Und in freundlichen Gestalten
Schwebet, Träume, erdenwärts,
Bis die Sonne
Voller Wonne
Uns am Morgen wieder lacht.
Gute Nacht!

Alle, die mit bangem Zagen
Stund' um Stunde hingezählt,
Die des Tages Last getragen,
Die mit Schmerzen sich gequält,
All' ihr Müden
Nutzt in Frieden,
Einer ist, der für euch wacht.
Gute Nacht!

Daß ein sanfter Schlummer stärke
Alle, die zur Ruhe gehn,
Um zu neuem Tagewerke
Neu gekräftigt aufzustehn.
Mut zum Leben,
Kraft zum Streben
Werde Jedem dargebracht.
Gute Nacht!

Autor: Stine Andresen

Gute Nacht
Gute Nacht!

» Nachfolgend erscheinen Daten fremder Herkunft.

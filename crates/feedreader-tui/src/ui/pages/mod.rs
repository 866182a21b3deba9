pub mod api_reference;
pub mod discover;
pub mod home;
pub mod signup;
//! API client for communicating with the blog aggregator REST API.
//!
//! This module provides the `ApiClient` struct for registering users and
//! fetching feed and post data.

use std::time::Duration;

use anyhow::{Context, Result};
use async_trait::async_trait;
use reqwest::{header, Client, StatusCode};
use serde::{de::DeserializeOwned, Deserialize, Serialize};
use tracing::{debug, warn};

use crate::auth::Credential;
use crate::models::{Feed, Post};

use super::{ApiError, AuthError, Registrar};

// ============================================================================
// Constants
// ============================================================================

/// Version prefix shared by every endpoint
const API_PREFIX: &str = "/v1";

/// Maximum number of retries for rate-limited (429) requests.
const MAX_RATE_LIMIT_RETRIES: u32 = 3;

/// Initial backoff delay in milliseconds for rate limiting.
/// The server limits each IP per second, so a short wait is enough.
const INITIAL_BACKOFF_MS: u64 = 250;

/// Message the server answers with (as a 500) when a user has no posts yet
const EMPTY_POSTS_MESSAGE: &str = "Failed to get posts";

#[derive(Debug, Serialize)]
struct RegisterRequest<'a> {
    name: &'a str,
}

/// The created user. Only the key matters to the client.
#[derive(Debug, Deserialize)]
struct RegisterResponse {
    api_key: String,
}

/// Validate a registration response into a credential.
///
/// Anything but `201 Created` is a rejection. A `201` must carry a JSON body
/// with a non-empty `api_key`, otherwise it is a malformed response.
pub fn decode_registration(status: StatusCode, body: &str) -> Result<Credential, AuthError> {
    if status != StatusCode::CREATED {
        return Err(AuthError::from_status(status, body));
    }

    let parsed: RegisterResponse = serde_json::from_str(body)
        .map_err(|e| AuthError::MalformedResponse(e.to_string()))?;

    Credential::parse(&parsed.api_key)
        .ok_or_else(|| AuthError::MalformedResponse("api_key is empty".to_string()))
}

/// API client for the aggregator server.
/// Clone is cheap - reqwest::Client uses Arc internally for connection pooling.
#[derive(Clone)]
pub struct ApiClient {
    client: Client,
    base_url: String,
    token: Option<String>,
}

impl ApiClient {
    /// Create a new API client for the server at `base_url`
    pub fn new(base_url: &str, timeout: Duration) -> Result<Self> {
        let client = Client::builder()
            .timeout(timeout)
            .build()
            .context("Failed to build HTTP client")?;

        Ok(Self {
            client,
            base_url: base_url.trim_end_matches('/').to_string(),
            token: None,
        })
    }

    pub fn base_url(&self) -> &str {
        &self.base_url
    }

    /// Create a new ApiClient with the given credential, sharing the connection pool.
    pub fn with_token(&self, credential: &Credential) -> Self {
        Self {
            client: self.client.clone(), // Cheap clone, shares connection pool
            base_url: self.base_url.clone(),
            token: Some(credential.expose().to_string()),
        }
    }

    pub fn has_token(&self) -> bool {
        self.token.is_some()
    }

    fn endpoint(&self, path: &str) -> String {
        format!("{}{}{}", self.base_url, API_PREFIX, path)
    }

    /// Fetch every feed known to the server (public)
    pub async fn fetch_feeds(&self) -> Result<Vec<Feed>, ApiError> {
        self.get(&self.endpoint("/feeds")).await
    }

    /// Fetch a page of posts from the feeds the signed-up user follows
    pub async fn fetch_posts(&self, offset: u32, limit: u32) -> Result<Vec<Post>, ApiError> {
        if !self.has_token() {
            return Err(ApiError::Unauthorized);
        }

        let url = format!("{}?offset={}&limit={}", self.endpoint("/posts"), offset, limit);
        match self.get(&url).await {
            Err(ApiError::ServerError(message)) if message == EMPTY_POSTS_MESSAGE => {
                debug!(offset, "No posts available for user");
                Ok(Vec::new())
            }
            other => other,
        }
    }

    async fn get<T: DeserializeOwned>(&self, url: &str) -> Result<T, ApiError> {
        let mut retries = 0;
        let mut backoff_ms = INITIAL_BACKOFF_MS;

        loop {
            let mut request = self
                .client
                .get(url)
                .header(header::ACCEPT, "application/json");
            if let Some(ref token) = self.token {
                request = request.bearer_auth(token);
            }

            let response = request.send().await?;
            let status = response.status();

            if status == StatusCode::TOO_MANY_REQUESTS && retries < MAX_RATE_LIMIT_RETRIES {
                retries += 1;
                warn!(url, retries, backoff_ms, "Rate limited, backing off");
                tokio::time::sleep(Duration::from_millis(backoff_ms)).await;
                backoff_ms *= 2;
                continue;
            }

            let body = response.text().await?;
            if !status.is_success() {
                return Err(ApiError::from_status(status, &body));
            }

            return serde_json::from_str(&body).map_err(|e| {
                debug!(url, error = %e, "Failed to decode response");
                ApiError::InvalidResponse(e.to_string())
            });
        }
    }
}

#[async_trait]
impl Registrar for ApiClient {
    async fn register(&self, username: &str) -> Result<Credential, AuthError> {
        let url = self.endpoint("/users");
        debug!(%url, "Sending registration request");

        let response = self
            .client
            .post(&url)
            .json(&RegisterRequest { name: username })
            .send()
            .await?;

        let status = response.status();
        let body = response.text().await?;
        debug!(%status, "Registration response received");

        decode_registration(status, &body)
    }
}

#[cfg(test)]
mod tests {
    use super::*;

    fn client(base_url: &str) -> ApiClient {
        ApiClient::new(base_url, Duration::from_secs(5)).expect("client should build")
    }

    #[test]
    fn test_decode_registration_created() {
        let body = r#"{"id":"4e0b8c1a-6f0e-4a7e-9d55-3c5f0e1b2a9d","created_at":"2024-01-14T18:22:05Z","updated_at":"2024-01-14T18:22:05Z","name":"alice","api_key":"K123"}"#;
        let key = decode_registration(StatusCode::CREATED, body).expect("should decode");
        assert_eq!(key.expose(), "K123");
    }

    #[test]
    fn test_decode_registration_requires_created() {
        // 200 is success in general but not what registration promises
        let err = decode_registration(StatusCode::OK, r#"{"api_key":"K123"}"#).unwrap_err();
        assert!(matches!(err, AuthError::Rejected { status: 200, .. }));

        let err = decode_registration(StatusCode::BAD_REQUEST, r#"{"error":"User already exists"}"#)
            .unwrap_err();
        assert_eq!(
            err,
            AuthError::Rejected {
                status: 400,
                message: "User already exists".to_string()
            }
        );
    }

    #[test]
    fn test_decode_registration_malformed() {
        for body in ["{}", "", "not json", r#"{"api_key":null}"#, r#"{"api_key":"  "}"#] {
            let err = decode_registration(StatusCode::CREATED, body).unwrap_err();
            assert!(matches!(err, AuthError::MalformedResponse(_)), "body {:?} gave {:?}", body, err);
        }
    }

    #[test]
    fn test_endpoint_strips_trailing_slash() {
        let api = client("http://localhost:8080/");
        assert_eq!(api.base_url(), "http://localhost:8080");
        assert_eq!(api.endpoint("/users"), "http://localhost:8080/v1/users");
    }

    #[test]
    fn test_with_token_leaves_original_anonymous() {
        let api = client("http://localhost:8080");
        assert!(!api.has_token());

        let key = Credential::parse("K123").expect("key should parse");
        let authed = api.with_token(&key);
        assert!(authed.has_token());
        assert_eq!(authed.base_url(), api.base_url());
        assert!(!api.has_token());
    }

    #[tokio::test]
    async fn test_fetch_posts_requires_token() {
        // Port 9 (discard) is never contacted: the missing token short-circuits
        let api = client("http://127.0.0.1:9");
        let result = api.fetch_posts(0, 10).await;
        assert!(matches!(result, Err(ApiError::Unauthorized)));
    }
}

Du ahnst es nicht,
Dass ich still vorübergehe
Und dein spätes Rampenlicht
Durch den Vorhang schimmern sehe,
Hast der Lippe nimmer acht,
Die dir flüstert: Gute Nacht!

Gute Nacht, du holdes Kind!
Schließe deine Augenlider;
Süßer Schlummer walle lind
Auf dein heit‘res Antlitz nieder,
Und ein Engel hauche sacht
Dir entgegen: Gute Nacht!

Gute Nacht! Die Träume, Kind
Mögen dir mein Antlitz zeigen;
Wie die Blum' im Abendwind
Wird es still vor dir sich neigen,
Bis ihm deins im Schlummer lacht,
Still erwidernd: Gute Nacht!

Autor: Otto Baisch

Gute Nacht
Am Abend spät, den Mantel umgeschlagen,
Geleitet nur vom Dämmerlicht der Sterne,
Geh' ich durch ihre Straße noch so gerne,
Um der Geliebten süße Nacht zu sagen.

Ihr Zimmer kenn' ich schon seit frühern Tagen,
Sie hat noch Licht, es schimmert aus der Ferne,
Noch wacht sie, was ich an den Schatten lerne,
Die hoch im Zimmer bis zur Decke ragen.

Die Schildwacht vor der Thür geht auf und nieder,
Sie scherzt mit dem Gewehr und pfeift sich Lieder,
Sie weiß nicht, welch' ein Kleinod sie bewacht.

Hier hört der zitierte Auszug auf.